• [The problem]:
Lines in the records below that contain the word "pipeline" must each be copied.

• [Given data]:
impl<T: Entity> Repository<T> {
    pub fn new(collection: Collection<T>) -> Self {
        Self::with_config(collection, RepositoryConfig::default())
    }

    pub fn with_config(collection: Collection<T>, config: RepositoryConfig) -> Self {
        Self { collection, config }
    }

    pub fn from_database(database: &Database, name: &str) -> Self {
        Self::new(database.collection(name))
    }

    /// Repository on the client registered under `alias`.
    pub fn from_alias(alias: &str, database: &str, name: &str) -> Result<Self> {
        let client = require_client(alias)?;
        Ok(Self::from_database(&client.database(database), name))
    }

    /// Replace the configuration.
    pub fn configure(mut self, config: RepositoryConfig) -> Self {
        self.config = config;
        self
    }

    /// Collection name
    pub fn name(&self) -> &str {
        self.collection.name()
    }

    pub fn collection(&self) -> &Collection<T> {
        &self.collection
    }

    pub fn config(&self) -> &RepositoryConfig {
        &self.config
    }

    pub(crate) fn scope(&self, ctx: CallContext) -> Scope {
        Scope::new(self.config.query_timeout, ctx)
    }

    /// Find options with the default sort filled in when none was given.
    pub(crate) fn find_parts(
        &self,
        opts: impl Into<Option<FindOptions>>,
    ) -> (driver::FindOptions, CallContext) {
        let (mut find, ctx) = split(opts);
        if find.sort.is_none() {
            find.sort = self.config.default_sort.clone();
        }
        (find, ctx)
    }

    // ---- create ----

    /// Insert one entity and return its ObjectId.
    ///
    /// `before_create` runs first, so a new entity gets its id client-side.
    pub async fn create(
        &self,
        entity: &mut T,
        opts: impl Into<Option<InsertOneOptions>>,
    ) -> Result<ObjectId> {
        entity.before_create();
        let (insert, ctx) = split(opts);
        let entity = &*entity;
        let result = self
            .scope(ctx)
            .run(async { Ok(self.collection.insert_one(entity).with_options(insert).await?) })
            .await?;
        let id = object_id_of(result.inserted_id)?;
        debug!(collection = self.name(), %id, "Inserted document");
        Ok(id)
    }

    /// Insert many entities and return their ObjectIds in input order.
    #[instrument(skip(self, entities, opts), fields(collection = self.name(), count = entities.len()))]
    pub async fn create_many(
        &self,
        entities: &mut [T],
        opts: impl Into<Option<InsertManyOptions>>,
    ) -> Result<Vec<ObjectId>> {
        if entities.is_empty() {
            return Ok(Vec::new());
        }
        for entity in entities.iter_mut() {
            entity.before_create();
        }
        let (insert, ctx) = split(opts);
        let entities = &*entities;
        let result = self
            .scope(ctx)
            .run(async {
                Ok(self
                    .collection
                    .insert_many(entities.iter())
                    .with_options(insert)
                    .await?)
            })
            .await?;

        let mut inserted = result.inserted_ids;
        let mut ids = Vec::with_capacity(entities.len());
        for index in 0..entities.len() {
            let id = inserted.remove(&index).ok_or_else(|| {
                RepoError::Internal(format!("driver returned no id for document {}", index))
            })?;
            ids.push(object_id_of(id)?);
        }
        debug!(inserted = ids.len(), "Inserted documents");
        Ok(ids)
    }

    // ---- count / find ----

    pub async fn count_by_filter(
        &self,
        filter: Document,
        opts: impl Into<Option<CountOptions>>,
    ) -> Result<u64> {
        let (count, ctx) = split(opts);
        self.scope(ctx)
            .run(async {
                Ok(self
                    .collection
                    .count_documents(filter)
                    .with_options(count)
                    .await?)
            })
            .await
    }

    /// Estimated count from collection metadata.
    pub async fn count_all(&self, opts: impl Into<Option<EstimatedCountOptions>>) -> Result<u64> {
        let (count, ctx) = split(opts);
        self.scope(ctx)
            .run(async {
                Ok(self
                    .collection
                    .estimated_document_count()
                    .with_options(count)
                    .await?)
            })
            .await
    }

    pub async fn find_all(&self, opts: impl Into<Option<FindOptions>>) -> Result<Vec<T>> {
        self.find_list_by_filter(doc! {}, opts).await
    }

    pub async fn find_list_by_filter(
        &self,
        filter: Document,
        opts: impl Into<Option<FindOptions>>,
    ) -> Result<Vec<T>> {
        let (find, ctx) = self.find_parts(opts);
        self.scope(ctx)
            .run(async {
                let cursor = self.collection.find(filter).with_options(find).await?;
                Ok(cursor.try_collect().await?)
            })
            .await
    }

    /// Open a cursor and hand it back unconsumed.
    ///
    /// An error opening the cursor is stored in the result, not returned.
    pub async fn find_list_result_by_filter(
        &self,
        filter: Document,
        opts: impl Into<Option<FindOptions>>,
    ) -> FindResult<T> {
        let (find, ctx) = self.find_parts(opts);
        let scope = self.scope(ctx);
        let cursor = scope
            .run(async { Ok(self.collection.find(filter).with_options(find).await?) })
            .await;
        FindResult::new(cursor, scope)
    }

    pub async fn find_list_by_object_ids(
        &self,
        ids: &[ObjectId],
        opts: impl Into<Option<FindOptions>>,
    ) -> Result<Vec<T>> {
        self.find_list_by_filter(id_in(ids.iter().copied()), opts)
            .await
    }

    pub async fn find_one(
        &self,
        filter: Document,
        opts: impl Into<Option<FindOneOptions>>,
    ) -> Result<Option<T>> {
        let (find, ctx) = split(opts);
        self.scope(ctx)
            .run(async { Ok(self.collection.find_one(filter).with_options(find).await?) })
            .await
    }

    pub async fn find_one_by_object_id(
        &self,
        id: ObjectId,
        opts: impl Into<Option<FindOneOptions>>,
    ) -> Result<Option<T>> {
        self.find_one(doc! { "_id": id }, opts).await
    }

    /// Like [`find_one_by_object_id`](Self::find_one_by_object_id), but a
    /// missing document is `RepoError::NotFound`.
    pub async fn get_by_object_id(&self, id: ObjectId) -> Result<T> {
        self.find_one_by_object_id(id, None).await?.ok_or_else(|| {
            RepoError::NotFound(format!("no document with _id {} in {}", id, self.name()))
        })
    }

    pub async fn distinct(
        &self,
        field: &str,
        filter: Document,
        opts: impl Into<Option<DistinctOptions>>,
    ) -> Result<Vec<Bson>> {
        let (distinct, ctx) = split(opts);
        self.scope(ctx)
            .run(async {
                Ok(self
                    .collection
                    .distinct(field, filter)
                    .with_options(distinct)
                    .await?)
            })
            .await
    }

    // ---- update ----

    /// `$set` every field of `entity` on the document with the same `_id`.
    ///
    /// `before_update` runs first. Upsert is off unless the options turn it
    /// on. Returns the document as the options ask for (before the update
    /// by default), or `None` when nothing matched.
    pub async fn find_one_and_update(
        &self,
        entity: &mut T,
        opts: impl Into<Option<FindOneAndUpdateOptions>>,
    ) -> Result<Option<T>> {
        let id = entity.object_id().ok_or_else(|| {
            RepoError::Validation(format!(
                "cannot update a {} document without an _id",
                self.name()
            ))
        })?;
        entity.before_update();
        let mut fields = entity.to_bson()?;
        fields.remove("_id");
        let update = UpdateBuilder::set_document(fields).build();
        self.find_one_and_update_by_id(id, update, opts).await
    }

    pub async fn find_one_and_update_by_id(
        &self,
        id: ObjectId,
        update: Document,
        opts: impl Into<Option<FindOneAndUpdateOptions>>,
    ) -> Result<Option<T>> {
        let (mut find_update, ctx) = split(opts);
        find_update.upsert.get_or_insert(false);
        self.scope(ctx)
            .run(async {
                Ok(self
                    .collection
                    .find_one_and_update(doc! { "_id": id }, update)
                    .with_options(find_update)
                    .await?)
            })
            .await
    }

    pub async fn update_one(
        &self,
        filter: Document,
        update: Document,
        opts: impl Into<Option<UpdateOptions>>,
    ) -> Result<UpdateResult> {
        let (update_opts, ctx) = split(opts);
        self.scope(ctx)
            .run(async {
                Ok(self
                    .collection
                    .update_one(filter, update)
                    .with_options(update_opts)
                    .await?)
            })
            .await
    }

    #[instrument(skip_all, fields(collection = self.name()))]
    pub async fn update_many(
        &self,
        filter: Document,
        update: Document,
        opts: impl Into<Option<UpdateOptions>>,
    ) -> Result<UpdateResult> {
        let (update_opts, ctx) = split(opts);
        let result = self
            .scope(ctx)
            .run(async {
                Ok(self
                    .collection
                    .update_many(filter, update)
                    .with_options(update_opts)
                    .await?)
            })
            .await?;
        debug!(
            matched = result.matched_count,
            modified = result.modified_count,
            "Updated documents"
        );
        Ok(result)
    }

    // ---- replace ----

    pub async fn replace(
        &self,
        filter: Document,
        replacement: &T,
        opts: impl Into<Option<ReplaceOptions>>,
    ) -> Result<UpdateResult> {
        let (replace, ctx) = split(opts);
        self.scope(ctx)
            .run(async {
                Ok(self
                    .collection
                    .replace_one(filter, replacement)
                    .with_options(replace)
                    .await?)
            })
            .await
    }

    pub async fn replace_by_id(
        &self,
        id: ObjectId,
        replacement: &T,
        opts: impl Into<Option<ReplaceOptions>>,
    ) -> Result<UpdateResult> {
        self.replace(doc! { "_id": id }, replacement, opts).await
    }

    // ---- delete ----

    pub async fn delete_one(
        &self,
        id: ObjectId,
        opts: impl Into<Option<DeleteOptions>>,
    ) -> Result<DeleteResult> {
        self.delete_one_by_filter(doc! { "_id": id }, opts).await
    }

    pub async fn delete_one_by_filter(
        &self,
        filter: Document,
        opts: impl Into<Option<DeleteOptions>>,
    ) -> Result<DeleteResult> {
        let (delete, ctx) = split(opts);
        self.scope(ctx)
            .run(async {
                Ok(self
                    .collection
                    .delete_one(filter)
                    .with_options(delete)
                    .await?)
            })
            .await
    }

    /// Delete every matching document. An empty filter deletes them all.
    #[instrument(skip_all, fields(collection = self.name()))]
    pub async fn delete_many(
        &self,
        filter: Document,
        opts: impl Into<Option<DeleteOptions>>,
    ) -> Result<DeleteResult> {
        let (delete, ctx) = split(opts);
        let result = self
            .scope(ctx)
            .run(async {
                Ok(self
                    .collection
                    .delete_many(filter)
                    .with_options(delete)
                    .await?)
            })
            .await?;
        debug!(deleted = result.deleted_count, "Deleted documents");
        Ok(result)
    }

    // ---- aggregate ----

    /// Run a pipeline and decode every output document as `U`.
    pub async fn aggregate<U>(
        &self,
        pipeline: Vec<Document>,
        opts: impl Into<Option<AggregateOptions>>,
    ) -> Result<Vec<U>>
    where
        U: DeserializeOwned + Unpin + Send + Sync,
    {
        let (aggregate, ctx) = split(opts);
        self.scope(ctx)
            .run(async {
                let cursor = self
                    .collection
                    .aggregate(pipeline)
                    .with_options(aggregate)
                    .with_type::<U>()
                    .await?;
                Ok(cursor.try_collect().await?)
            })
            .await
    }

    // ---- session-bound ----
    //
    // For use inside `run_transaction`; the repository query timeout still
    // applies to each call.

    pub async fn create_in_session(
        &self,
        entity: &mut T,
        session: &mut ClientSession,
    ) -> Result<ObjectId> {
        entity.before_create();
        let entity = &*entity;
        let result = self
            .scope(CallContext::default())
            .run(async {
                Ok(self
                    .collection
                    .insert_one(entity)
                    .session(&mut *session)
                    .await?)
            })
            .await?;
        object_id_of(result.inserted_id)
    }

    pub async fn find_one_in_session(
        &self,
        filter: Document,
        session: &mut ClientSession,
    ) -> Result<Option<T>> {
        self.scope(CallContext::default())
            .run(async {
                Ok(self
                    .collection
                    .find_one(filter)
                    .session(&mut *session)
                    .await?)
            })
            .await
    }

    pub async fn update_one_in_session(
        &self,
        filter: Document,
        update: Document,
        session: &mut ClientSession,
    ) -> Result<UpdateResult> {
        self.scope(CallContext::default())
            .run(async {
                Ok(self
                    .collection
                    .update_one(filter, update)
                    .session(&mut *session)
                    .await?)
            })
            .await
    }

    pub async fn replace_in_session(
        &self,
        filter: Document,
        replacement: &T,
        session: &mut ClientSession,
    ) -> Result<UpdateResult> {
        self.scope(CallContext::default())
            .run(async {
                Ok(self
                    .collection
                    .replace_one(filter, replacement)
                    .session(&mut *session)
                    .await?)
            })
            .await
    }

    pub async fn delete_one_by_filter_in_session(
        &self,
        filter: Document,
        session: &mut ClientSession,
    ) -> Result<DeleteResult> {
        self.scope(CallContext::default())
            .run(async {
                Ok(self
                    .collection
                    .delete_one(filter)
                    .session(&mut *session)
                    .await?)
            })
            .await
    }
}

• [Result for this task]:
    /// Run a pipeline and decode every output document as `U`.
        pipeline: Vec<Document>,
                    .aggregate(pipeline)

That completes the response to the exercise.